Usefulness of logistic-pharmacokinetic-pharmacodynamic analysis for rational dosing: The case of ketorolac in postoperative pain
Article
Overview
Additional Document Info
View All
Overview
abstract
Ketorolac (KT) is a potent analgesic drug effective in the treatment of moderate to severe pain. However, the scientific basis for KT prescribing are not clear. We have previously reported the indirect relationship between plasma levels (Cp) and analgesic effect (PK/PD) of KT in patients with severe pain. Notwithstanding, the ordered categorical nature of pain relief measurement and the delay of effect with respect to analgesic plasma concentration create problems in data interpretation and inference.

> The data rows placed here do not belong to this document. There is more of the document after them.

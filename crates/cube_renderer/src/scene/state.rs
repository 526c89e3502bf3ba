//! Scene state: runtime toggles, interaction values and the uniform blocks
//! they feed.

use crate::config::SceneConfig;
use crate::foundation::math::{self, Vec3};

use super::input::{MouseButtons, MouseDelta, SceneAction};
use super::uniforms::{LightBlock, MatrixBlock, MiscBlock};

/// Everything the per-frame update reads and writes
#[derive(Debug, Clone)]
pub struct SceneState {
    config: SceneConfig,
    aspect: f32,
    /// Display mode, 0 or 1
    pub mode: i32,
    /// Draw through the index buffer
    pub use_index_buffer: bool,
    /// Lighting on
    pub use_lighting: bool,
    /// Automatic rotation instead of mouse interaction
    pub use_rotate: bool,
    /// Rotation frozen
    pub paused: bool,
    /// Per-frame logging at debug level
    pub verbose: bool,
    /// Exit requested
    pub need_to_exit: bool,
    /// Mouse rotation about X, radians
    pub xrot: f32,
    /// Mouse rotation about Y, radians
    pub yrot: f32,
    /// Model scale
    pub scale: f32,
    /// Set 0 contents
    pub matrices: MatrixBlock,
    /// Set 1 contents
    pub light: LightBlock,
    /// Set 2 contents
    pub misc: MiscBlock,
}

impl SceneState {
    /// Fresh state for a render target of the given aspect ratio
    pub fn new(config: SceneConfig, aspect: f32) -> Self {
        let light = LightBlock::new(&config.light, Self::eye(&config));
        let mut state = Self {
            config,
            aspect,
            mode: 0,
            use_index_buffer: false,
            use_lighting: false,
            use_rotate: true,
            paused: false,
            verbose: true,
            need_to_exit: false,
            xrot: 0.0,
            yrot: 0.0,
            scale: 1.0,
            matrices: MatrixBlock::default(),
            light,
            misc: MiscBlock::default(),
        };
        state.reset();
        state
    }

    fn eye(config: &SceneConfig) -> Vec3 {
        Vec3::new(0.0, 0.0, config.eye_distance)
    }

    /// Restore every toggle and matrix to its startup value
    pub fn reset(&mut self) {
        self.mode = 0;
        self.use_index_buffer = false;
        self.use_lighting = false;
        self.use_rotate = true;
        self.paused = false;
        self.verbose = true;
        self.need_to_exit = false;
        self.xrot = 0.0;
        self.yrot = 0.0;
        self.scale = 1.0;

        let eye = Self::eye(&self.config);
        let model = math::Mat4::identity();
        let view = math::look_at(eye, Vec3::zeros(), Vec3::y());
        self.matrices = MatrixBlock::new(&model, &view, &self.projection(), &math::normal_matrix(&model));
        self.light = LightBlock::new(&self.config.light, eye);
        self.misc = MiscBlock {
            time: 0.0,
            mode: self.mode,
            lighting: i32::from(self.use_lighting),
            _pad: 0,
        };
    }

    fn projection(&self) -> math::Mat4 {
        math::vulkan_perspective(
            self.config.fov_degrees.to_radians(),
            self.aspect,
            self.config.near_plane,
            self.config.far_plane,
        )
    }

    /// Recompute the matrix and misc blocks for `time` seconds since start.
    ///
    /// While rotating and paused the model matrix keeps its last value.
    pub fn update(&mut self, time: f64) {
        let model = if self.use_rotate {
            if self.paused {
                nalgebra::Matrix4::from(self.matrices.model)
            } else {
                let turns = time / f64::from(self.config.seconds_per_cycle);
                let angle = (360.0 * turns).to_radians() as f32;
                math::rotation_y(angle) * math::uniform_scale(self.scale)
            }
        } else {
            self.scale = self.scale.max(self.config.min_scale);
            math::uniform_scale(self.scale) * math::rotation_y(self.yrot) * math::rotation_x(self.xrot)
        };

        let view = nalgebra::Matrix4::from(self.matrices.view);
        self.matrices = MatrixBlock::new(&model, &view, &self.projection(), &math::normal_matrix(&model));

        self.misc = MiscBlock {
            time: time as f32,
            mode: self.mode,
            lighting: i32::from(self.use_lighting),
            _pad: 0,
        };
    }

    /// Apply a keyboard command
    pub fn apply(&mut self, action: SceneAction) {
        match action {
            SceneAction::ToggleIndexBuffer => self.use_index_buffer = !self.use_index_buffer,
            SceneAction::ToggleLighting => self.use_lighting = !self.use_lighting,
            SceneAction::CycleMode => self.mode = (self.mode + 1) % 2,
            SceneAction::TogglePause => self.paused = !self.paused,
            SceneAction::ToggleRotate => self.use_rotate = !self.use_rotate,
            SceneAction::ToggleVerbose => self.verbose = !self.verbose,
            SceneAction::Exit => self.need_to_exit = true,
        }
        log::debug!("{:?}: {}", action, self.describe_toggles());
    }

    /// Apply mouse motion: left rotates, middle scales
    pub fn apply_mouse(&mut self, delta: MouseDelta) {
        if delta.buttons.contains(MouseButtons::LEFT) {
            self.xrot += self.config.angle_factor * delta.dy as f32;
            self.yrot += self.config.angle_factor * delta.dx as f32;
        }
        if delta.buttons.contains(MouseButtons::MIDDLE) {
            self.scale += self.config.scale_factor * (delta.dx - delta.dy) as f32;
            self.scale = self.scale.max(self.config.min_scale);
        }
    }

    /// One-line summary for logs
    pub fn describe_toggles(&self) -> String {
        format!(
            "mode={} index={} lighting={} rotate={} paused={} verbose={}",
            self.mode, self.use_index_buffer, self.use_lighting, self.use_rotate, self.paused, self.verbose
        )
    }

    /// Scene constants in use
    pub fn config(&self) -> &SceneConfig {
        &self.config
    }
}

#[cfg(test)]
mod tests {
    use super::*;
    use crate::foundation::math::Mat4;
    use approx::assert_relative_eq;

    fn scene() -> SceneState {
        SceneState::new(SceneConfig::default(), 1.0)
    }

    fn model(state: &SceneState) -> Mat4 {
        Mat4::from(state.matrices.model)
    }

    #[test]
    fn test_reset_defaults() {
        let s = scene();
        assert_eq!(s.mode, 0);
        assert!(!s.use_index_buffer);
        assert!(!s.use_lighting);
        assert!(s.use_rotate);
        assert!(!s.paused);
        assert!(s.verbose);
        assert_eq!(s.scale, 1.0);
        assert_eq!(s.misc, MiscBlock::default());
        assert_eq!(s.light.eye_pos, [0.0, 0.0, 3.0, 1.0]);
        assert!(s.matrices.projection[1][1] < 0.0);
    }

    #[test]
    fn test_rotation_after_quarter_cycle() {
        let mut s = scene();
        s.update(0.75);
        assert_relative_eq!(model(&s), math::rotation_y(std::f32::consts::FRAC_PI_2), epsilon = 1e-5);
        assert_eq!(s.misc.time, 0.75);
    }

    #[test]
    fn test_paused_keeps_model() {
        let mut s = scene();
        s.update(0.5);
        let before = s.matrices.model;
        s.apply(SceneAction::TogglePause);
        s.update(2.0);
        assert_eq!(s.matrices.model, before);
        assert_eq!(s.misc.time, 2.0);
    }

    #[test]
    fn test_mouse_mode_composes_scale_rotations() {
        let mut s = scene();
        s.apply(SceneAction::ToggleRotate);
        s.xrot = 0.3;
        s.yrot = -0.4;
        s.scale = 2.0;
        s.update(10.0);
        let expected = math::uniform_scale(2.0) * math::rotation_y(-0.4) * math::rotation_x(0.3);
        assert_relative_eq!(model(&s), expected, epsilon = 1e-6);
        assert_relative_eq!(
            Mat4::from(s.matrices.normal),
            math::normal_matrix(&expected),
            epsilon = 1e-5
        );
    }

    #[test]
    fn test_scale_is_clamped_when_not_rotating() {
        let mut s = scene();
        s.apply(SceneAction::ToggleRotate);
        s.scale = 0.001;
        s.update(0.0);
        assert_eq!(s.scale, 0.05);
    }

    #[test]
    fn test_toggles() {
        let mut s = scene();
        s.apply(SceneAction::CycleMode);
        assert_eq!(s.mode, 1);
        s.apply(SceneAction::CycleMode);
        assert_eq!(s.mode, 0);

        s.apply(SceneAction::ToggleLighting);
        s.apply(SceneAction::ToggleIndexBuffer);
        s.apply(SceneAction::ToggleVerbose);
        s.update(0.0);
        assert_eq!(s.misc.lighting, 1);
        assert!(s.use_index_buffer);
        assert!(!s.verbose);

        s.apply(SceneAction::Exit);
        assert!(s.need_to_exit);
        s.reset();
        assert!(!s.need_to_exit);
        assert!(!s.use_index_buffer);
    }

    #[test]
    fn test_mouse_left_rotates_middle_scales() {
        let mut s = scene();
        s.apply_mouse(MouseDelta {
            dx: 10,
            dy: 20,
            buttons: MouseButtons::LEFT,
        });
        assert_relative_eq!(s.xrot, 20f32.to_radians(), epsilon = 1e-6);
        assert_relative_eq!(s.yrot, 10f32.to_radians(), epsilon = 1e-6);

        s.apply_mouse(MouseDelta {
            dx: -500,
            dy: 500,
            buttons: MouseButtons::MIDDLE,
        });
        assert_eq!(s.scale, 0.05);

        s.apply_mouse(MouseDelta {
            dx: 100,
            dy: 0,
            buttons: MouseButtons::MIDDLE,
        });
        assert_relative_eq!(s.scale, 0.55, epsilon = 1e-6);
    }

    #[test]
    fn test_right_button_does_nothing() {
        let mut s = scene();
        s.apply_mouse(MouseDelta {
            dx: 10,
            dy: 10,
            buttons: MouseButtons::RIGHT,
        });
        assert_eq!((s.xrot, s.yrot, s.scale), (0.0, 0.0, 1.0));
    }
}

This paper further reviews the PK/PD results applying a logistic univariate analysis to estimate the probability distribution of: (1) time to onset; (2) duration of effect and, importantly, (3) a certain degree of pain relief as a function KT concentration in the effect compartment (Ce). In addition, both the PD and logistic results were used to generate Cp, Ce and effect-time and analgesic effect-Ce curves for several doses of KT. Simulations would indicate that 10 mg dose elicits a greater onset time and a lesser duration time of effect than obtained with the readily administered 30 mg im dose of KT (60 and 330 min respectively). Otherwise, simulated 60 and 90 mg doses do not elicit significant advantage in onset time, although duration might be increased with regard to tested 30 mg dose of KT. However, the elevated Ce reached with such doses could be associated with side effects of this drug. Therefore, neither doses higher than 30 mg im of KT nor remedication before one hour should be considered adequate in the treatment of postoperative severe pain.